Lorsque la RDA est devenue cinq nouveaux Länder (États) en RFA, de nombreuses anciennes lois et cultures est-allemandes ont été rejetées et la RDA devait se conformer aux normes ouest-allemandes concernant le droit et la culture. En raison de la doctrine politique, environ 90 pour cent des femmes en RDA faisaient partie de la population active. Elles ont bénéficié de dispositions telles qu'un programme complet de garde d'enfants, des droits à l'avortement et une formation professionnelle approfondie.Beaucoup de ces avantages ont été perdus dans le processus de réunification. En revanche, les femmes de la RFA avaient un taux de participation au marché du travail beaucoup plus faible, manquaient de services de garde d'enfants adéquats, avaient des droits à l'avortement extrêmement limités et avaient beaucoup moins accès à la formation professionnelle que les femmes de l'ex-RDA.
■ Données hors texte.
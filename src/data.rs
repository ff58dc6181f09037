//! Owned training data plus the derived quantities the sampler works on:
//! the scaled response, row-major predictor transposes, and per-variable
//! cut points or category counts.

use ndarray::{Array1, Array2};

use crate::config::Data;
use crate::error::BartError;

/// How a predictor column is interpreted when drawing split rules.
#[derive(Debug, Clone, Copy, PartialEq, Eq)]
pub enum VariableType {
    /// Real-valued; splits compare against a cut point.
    Ordinal,
    /// Nonnegative integer codes; splits route a subset of codes left.
    Categorical,
}

/// Category masks are machine words, which bounds the code range.
pub const MAX_NUM_CATEGORIES: u32 = 64;

/// The affine map between the response and its internal [-0.5, 0.5] scale.
#[derive(Debug, Clone, Copy, PartialEq)]
pub struct DataScale {
    pub min: f64,
    pub max: f64,
    pub range: f64,
}

/// Training and test inputs in the layout the sampler consumes.
///
/// `x` is kept column-accessible for cut-point construction while `xt`
/// holds each observation contiguously for tree descent. The scaled
/// response doubles as the probit latent vector when y is binary.
pub struct DataSet {
    pub x: Array2<f64>,
    pub y: Array1<f64>,
    pub weights: Option<Array1<f64>>,
    pub offset: Option<Array1<f64>>,
    pub variable_types: Vec<VariableType>,
    pub max_num_cuts: Vec<u32>,
    pub sigma_estimate: f64,

    pub x_test: Option<Array2<f64>>,
    pub test_offset: Option<Array1<f64>>,

    /// Observation-contiguous transpose of `x`: entry (i, j) at `i * p + j`.
    pub xt: Vec<f64>,
    /// Observation-contiguous transpose of `x_test`.
    pub xt_test: Vec<f64>,

    /// Scaled response, or the probit latents when y is binary.
    pub y_scaled: Vec<f64>,
    pub scale: DataScale,

    /// Sorted cut points per ordinal column; empty for categorical columns.
    pub cut_points: Vec<Vec<f64>>,
    /// Category count per categorical column; 0 for ordinal columns.
    pub num_categories: Vec<u32>,
}

impl DataSet {
    /// Builds the internal layout from validated user inputs. The scaled
    /// response of a binary fit is the latent initialization; the caller
    /// resamples it properly once total fits exist.
    pub fn prepare(
        data: Data,
        response_is_binary: bool,
        use_quantiles: bool,
        match_bayes_tree: bool,
    ) -> Result<Self, BartError> {
        let num_observations = data.y.len();
        let num_predictors = data.x.ncols();

        let mut prepared = Self {
            xt: vec![0.0; num_observations * num_predictors],
            xt_test: Vec::new(),
            y_scaled: vec![0.0; num_observations],
            scale: DataScale {
                min: 0.0,
                max: 0.0,
                range: 1.0,
            },
            cut_points: vec![Vec::new(); num_predictors],
            num_categories: vec![0; num_predictors],
            x: data.x,
            y: data.y,
            weights: data.weights,
            offset: data.offset,
            variable_types: data.variable_types,
            max_num_cuts: data.max_num_cuts,
            sigma_estimate: data.sigma_estimate,
            x_test: data.x_test,
            test_offset: data.test_offset,
        };

        prepared.rebuild_transpose();
        prepared.rebuild_test_transpose();

        if response_is_binary {
            prepared.initialize_latents(match_bayes_tree);
        } else {
            prepared.rescale_response();
        }

        let columns: Vec<usize> = (0..num_predictors).collect();
        prepared.set_cut_points(&columns, use_quantiles, true)?;

        Ok(prepared)
    }

    pub fn num_observations(&self) -> usize {
        self.y.len()
    }

    pub fn num_predictors(&self) -> usize {
        self.x.ncols()
    }

    pub fn num_test_observations(&self) -> usize {
        self.x_test.as_ref().map_or(0, |x| x.nrows())
    }

    /// One training observation's predictor row.
    pub fn xt_row(&self, i: usize) -> &[f64] {
        let p = self.num_predictors();
        &self.xt[i * p..(i + 1) * p]
    }

    /// One test observation's predictor row.
    pub fn xt_test_row(&self, i: usize) -> &[f64] {
        let p = self.num_predictors();
        &self.xt_test[i * p..(i + 1) * p]
    }

    /// Sum of weights, or the observation count without weights.
    pub fn total_effective_observations(&self) -> f64 {
        match &self.weights {
            Some(weights) => weights.sum(),
            None => self.num_observations() as f64,
        }
    }

    pub(crate) fn rebuild_transpose(&mut self) {
        let p = self.num_predictors();
        for (i, row) in self.x.rows().into_iter().enumerate() {
            for (j, &value) in row.iter().enumerate() {
                self.xt[i * p + j] = value;
            }
        }
    }

    pub(crate) fn rebuild_test_transpose(&mut self) {
        match &self.x_test {
            Some(x_test) => {
                let p = self.num_predictors();
                self.xt_test.resize(x_test.nrows() * p, 0.0);
                for (i, row) in x_test.rows().into_iter().enumerate() {
                    for (j, &value) in row.iter().enumerate() {
                        self.xt_test[i * p + j] = value;
                    }
                }
            }
            None => self.xt_test.clear(),
        }
    }

    /// Recomputes the scale triple from `y - offset` and maps the response
    /// onto [-0.5, 0.5].
    pub(crate) fn rescale_response(&mut self) {
        for (i, &y_i) in self.y.iter().enumerate() {
            self.y_scaled[i] = y_i - self.offset.as_ref().map_or(0.0, |offset| offset[i]);
        }

        let mut min = self.y_scaled[0];
        let mut max = self.y_scaled[0];
        for &value in self.y_scaled.iter().skip(1) {
            if value < min {
                min = value;
            }
            if value > max {
                max = value;
            }
        }
        // a constant response still needs a usable scale
        let range = if max > min { max - min } else { 1.0 };
        self.scale = DataScale { min, max, range };

        for value in self.y_scaled.iter_mut() {
            *value = (*value - min) / range - 0.5;
        }
    }

    /// Initial probit latents: `z = 2y - 1 - offset`, with the BayesTree
    /// variant shifted to `2y - 2 - offset`. The scale triple is pinned so
    /// de-scaling is a no-op on the latent scale.
    pub(crate) fn initialize_latents(&mut self, match_bayes_tree: bool) {
        let base = if match_bayes_tree { -2.0 } else { -1.0 };
        for (i, &y_i) in self.y.iter().enumerate() {
            self.y_scaled[i] =
                base + 2.0 * y_i - self.offset.as_ref().map_or(0.0, |offset| offset[i]);
        }
        self.scale = if match_bayes_tree {
            DataScale {
                min: -2.0,
                max: 0.0,
                range: 2.0,
            }
        } else {
            DataScale {
                min: -1.0,
                max: 1.0,
                range: 2.0,
            }
        };
    }

    /// Installs cut points (ordinal) or category counts (categorical) for
    /// the given columns. After initialization, a replacement column may
    /// not induce fewer cut values than before; extra ones are ignored.
    pub(crate) fn set_cut_points(
        &mut self,
        columns: &[usize],
        use_quantiles: bool,
        initial: bool,
    ) -> Result<(), BartError> {
        for &col in columns {
            match self.variable_types[col] {
                VariableType::Ordinal => {
                    let column: Vec<f64> = self.x.column(col).to_vec();
                    let new_cuts = if use_quantiles {
                        cut_points_from_quantiles(&column, self.max_num_cuts[col])
                    } else {
                        cut_points_uniformly(&column, self.max_num_cuts[col])
                    };
                    if initial {
                        self.cut_points[col] = new_cuts;
                    } else {
                        let previous = self.cut_points[col].len();
                        if new_cuts.len() < previous {
                            return Err(BartError::Compatibility(format!(
                                "number of induced cut points in new predictor column {col} \
                                 less than previous: old splits would be invalid"
                            )));
                        }
                        self.cut_points[col] = new_cuts;
                        self.cut_points[col].truncate(previous);
                    }
                }
                VariableType::Categorical => {
                    let num_categories = count_categories(self.x.column(col).iter().copied(), col)?;
                    if !initial && num_categories < self.num_categories[col] {
                        return Err(BartError::Compatibility(format!(
                            "number of categories in new predictor column {col} less than \
                             previous: old splits would be invalid"
                        )));
                    }
                    if initial {
                        self.num_categories[col] = num_categories;
                    }
                }
            }
        }
        Ok(())
    }
}

fn count_categories(
    column: impl Iterator<Item = f64>,
    col: usize,
) -> Result<u32, BartError> {
    let mut max_code: i64 = -1;
    for value in column {
        let code = value as i64;
        if code < 0 || (value - code as f64) != 0.0 {
            return Err(BartError::config(format!(
                "categorical column {col} must hold nonnegative integer codes"
            )));
        }
        if code >= i64::from(MAX_NUM_CATEGORIES) {
            return Err(BartError::config(format!(
                "categorical column {col} exceeds {MAX_NUM_CATEGORIES} categories"
            )));
        }
        max_code = max_code.max(code);
    }
    Ok((max_code + 1) as u32)
}

/// Gap midpoints of the sorted distinct values when they fit under the
/// ceiling, otherwise midpoints at evenly spaced positions in the sorted
/// distinct-value array.
fn cut_points_from_quantiles(column: &[f64], max_num_cuts: u32) -> Vec<f64> {
    let mut sorted = column.to_vec();
    sorted.sort_by(|a, b| a.partial_cmp(b).unwrap_or(std::cmp::Ordering::Equal));
    sorted.dedup();
    let num_unique = sorted.len();
    if num_unique < 2 {
        return Vec::new();
    }

    let max_num_cuts = max_num_cuts as usize;
    let (num_cuts, step, offset) = if num_unique <= max_num_cuts + 1 {
        (num_unique - 1, 1, 0)
    } else {
        let step = num_unique / max_num_cuts;
        (max_num_cuts, step, step / 2)
    };

    (0..num_cuts)
        .map(|i| {
            let index = (i * step + offset).min(num_unique - 2);
            0.5 * (sorted[index] + sorted[index + 1])
        })
        .collect()
}

/// `max_num_cuts` evenly spaced interior points of the column's range.
fn cut_points_uniformly(column: &[f64], max_num_cuts: u32) -> Vec<f64> {
    let mut x_min = column[0];
    let mut x_max = column[0];
    for &value in column.iter().skip(1) {
        if value < x_min {
            x_min = value;
        }
        if value > x_max {
            x_max = value;
        }
    }
    if x_max == x_min {
        return Vec::new();
    }

    let num_cuts = max_num_cuts as usize;
    let increment = (x_max - x_min) / (num_cuts as f64 + 1.0);
    (0..num_cuts)
        .map(|i| x_min + (i as f64 + 1.0) * increment)
        .collect()
}

#[cfg(test)]
mod tests {
    use super::*;
    use approx::assert_abs_diff_eq;
    use ndarray::array;

    #[test]
    fn quantile_cuts_are_gap_midpoints_when_few_unique_values() {
        let cuts = cut_points_from_quantiles(&[3.0, 1.0, 2.0, 2.0, 1.0], 10);
        assert_eq!(cuts, vec![1.5, 2.5]);
    }

    #[test]
    fn quantile_cuts_are_capped_and_spread() {
        let column: Vec<f64> = (0..20).map(f64::from).collect();
        let cuts = cut_points_from_quantiles(&column, 4);
        assert_eq!(cuts.len(), 4);
        // evenly spaced indices with a half-step offset: 2, 7, 12, 17
        assert_abs_diff_eq!(cuts[0], 2.5);
        assert_abs_diff_eq!(cuts[1], 7.5);
        assert_abs_diff_eq!(cuts[2], 12.5);
        assert_abs_diff_eq!(cuts[3], 17.5);
    }

    #[test]
    fn uniform_cuts_divide_the_range() {
        let cuts = cut_points_uniformly(&[0.0, 10.0, 5.0], 4);
        assert_eq!(cuts, vec![2.0, 4.0, 6.0, 8.0]);
    }

    #[test]
    fn constant_column_has_no_cuts() {
        assert!(cut_points_from_quantiles(&[2.0, 2.0, 2.0], 5).is_empty());
        assert!(cut_points_uniformly(&[2.0, 2.0, 2.0], 5).is_empty());
    }

    #[test]
    fn rescaled_response_spans_the_unit_interval() {
        let data = Data::new(array![1.0, 3.0, 2.0], array![[0.0], [1.0], [2.0]]);
        let prepared = DataSet::prepare(data, false, false, false).unwrap();

        assert_abs_diff_eq!(prepared.scale.min, 1.0);
        assert_abs_diff_eq!(prepared.scale.max, 3.0);
        assert_abs_diff_eq!(prepared.scale.range, 2.0);
        assert_abs_diff_eq!(prepared.y_scaled[0], -0.5);
        assert_abs_diff_eq!(prepared.y_scaled[1], 0.5);
        assert_abs_diff_eq!(prepared.y_scaled[2], 0.0);
    }

    #[test]
    fn binary_latents_start_at_plus_minus_one() {
        let data = Data::new(array![0.0, 1.0], array![[0.0], [1.0]]);
        let prepared = DataSet::prepare(data, true, false, false).unwrap();

        assert_abs_diff_eq!(prepared.y_scaled[0], -1.0);
        assert_abs_diff_eq!(prepared.y_scaled[1], 1.0);
        assert_abs_diff_eq!(prepared.scale.range, 2.0);
    }

    #[test]
    fn offsets_shift_the_scaled_response() {
        let mut data = Data::new(array![1.0, 3.0], array![[0.0], [1.0]]);
        data.offset = Some(array![1.0, 1.0]);
        let prepared = DataSet::prepare(data, false, false, false).unwrap();

        assert_abs_diff_eq!(prepared.scale.min, 0.0);
        assert_abs_diff_eq!(prepared.scale.max, 2.0);
    }
}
Actuellement, les femmes de l'Allemagne récemment réunifiée s'efforcent d'obtenir une véritable égalité. À l'heure actuelle, les principaux efforts sont orientés vers l'égalité sur le lieu de travail, qui est encore dominé par les hommes aux niveaux supérieurs de la direction, et également vers l'égalité de rémunération pour un travail similaire.


Impact et critique

La mystique féminine a été l'un des nombreux catalyseurs du mouvement féministe de la deuxième vague (années 1960-1980). À la fin des années 1980, cependant, ses défauts avaient été clairement identifiés. Ses arguments, au sens large, étaient moins pertinents, car il y avait deux fois plus de femmes sur le marché du travail que dans les années 1950. En outre, les féministes de couleur, notamment les crochets de cloche, ont trouvé le manifeste de Friedan à la fois raciste et classiste, pas du tout applicable aux Afro-Américains et aux autres femmes de la classe ouvrière qui ont rejoint le marché du travail par nécessité. L'historien social Daniel Horowitz, dans Betty Friedan et la fabrication de la mystique féminine (1998), a révélé que Friedan avait été malhonnête au sujet de son point de vue, qui, selon elle, était celui d'une mère et d'une femme au foyer de banlieue. Elle avait été une militante radicale de gauche depuis qu'elle était au Smith College. C'était, a-t-il conclu, une fiction nécessaire pour qu'elle et ses idées féministes aient une chance de s'enraciner. D'autres critiques encore ont noté qu'elle basait certaines de ses théories sur des études qui se sont depuis révélées inexactes.

Malgré les critiques qui ont suivi, le livre a indéniablement incité de nombreuses femmes à réfléchir à leurs rôles et identités dans la société. Depuis sa première publication, il a été réédité de nombreuses fois avec des ajouts - par Friedan et d'autres écrivains et universitaires féministes - qui fournissent un contexte supplémentaire.


Voir la vidéo: Израиль. Русское подворье в центре Иерусалима (Octobre 2021).